Opinions

Oil producers should pay their share — and they are

Oil industry executives, planners and financial managers must pop Excedrin by the case as they deal with the headaches they face while working with Alaska lawmakers constantly on the prowl for more cash and changing the rules as they go.

The industry long has pleaded with the state for fiscal certainty, for stable, sensible tax policies necessary, even vital, to ensuring the huge investments needed to produce oil and gas in Alaska. Those pleas largely go unheeded. While oil companies plan years in advance, Alaska oil tax policy has changed seven times in only the past dozen years. The most recent was only last year.

The Legislature at the 11th hour of its second special session ended North Slope cash oil tax credits, an action expected to save Alaska about $150 million a year in three years' time. While larger companies likely will not feel the pinch, it certainly will sting smaller companies working to find and produce more oil.

Is the industry happy?

[Alaska Legislature passes last-minute oil tax deal]

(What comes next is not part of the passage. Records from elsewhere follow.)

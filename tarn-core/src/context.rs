// tarn-core - Cooperative cancellation
// Copyright (c) 2025 Tom Waddington. MIT licensed.

//! Cancellation tokens threaded through evaluation.
//!
//! The token is the only coordination channel between the evaluator and its
//! host: the evaluator polls it at the top of every trampoline iteration and
//! immediately before builtin invocation, and unwinds with a timeout error
//! once it reports cancelled. `context*` derives a child token that is
//! cancelled when its scope exits, bounding blocking builtins to the
//! subexpression's lifetime.

use std::sync::Arc;
use std::sync::atomic::{AtomicBool, Ordering};

/// A shareable cancellation flag with an optional parent.
///
/// A token is cancelled when its own flag is set or any ancestor's is, so
/// cancelling a scope cancels everything derived within it. The flag is
/// atomic so a host may cancel from another thread (a watchdog timer being
/// the usual case) while evaluation stays single-threaded.
#[derive(Debug, Clone, Default)]
pub struct CancelToken {
    inner: Arc<TokenInner>,
}

#[derive(Debug, Default)]
struct TokenInner {
    cancelled: AtomicBool,
    parent: Option<CancelToken>,
}

impl CancelToken {
    /// Create a fresh, uncancelled token.
    #[must_use]
    pub fn new() -> Self {
        CancelToken::default()
    }

    /// Derive a child token; cancelling the child leaves this token live,
    /// cancelling this token cancels the child.
    #[must_use]
    pub fn child(&self) -> Self {
        CancelToken {
            inner: Arc::new(TokenInner {
                cancelled: AtomicBool::new(false),
                parent: Some(self.clone()),
            }),
        }
    }

    /// Cancel this token (and so every token derived from it).
    pub fn cancel(&self) {
        self.inner.cancelled.store(true, Ordering::Relaxed);
    }

    /// True when this token or any ancestor has been cancelled.
    #[must_use]
    pub fn is_cancelled(&self) -> bool {
        let mut current = self;
        loop {
            if current.inner.cancelled.load(Ordering::Relaxed) {
                return true;
            }
            match &current.inner.parent {
                Some(parent) => current = parent,
                None => return false,
            }
        }
    }
}

// ============================================================================
// Tests
// ============================================================================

"Make no mistake: HB 111 will cause companies to rethink their investment strategy in Alaska, meaning they will likely spend less money and employ fewer Alaskans," AOGA President and CEO Kara Moriarty said in a news release after the vote.

"Enough is enough," she said. "The constant moving of the goalposts and continued failure to fully reimburse companies for earned tax credits is not only frustrating, but makes Alaska's chances of attracting desperately needed investment worse with each passing year."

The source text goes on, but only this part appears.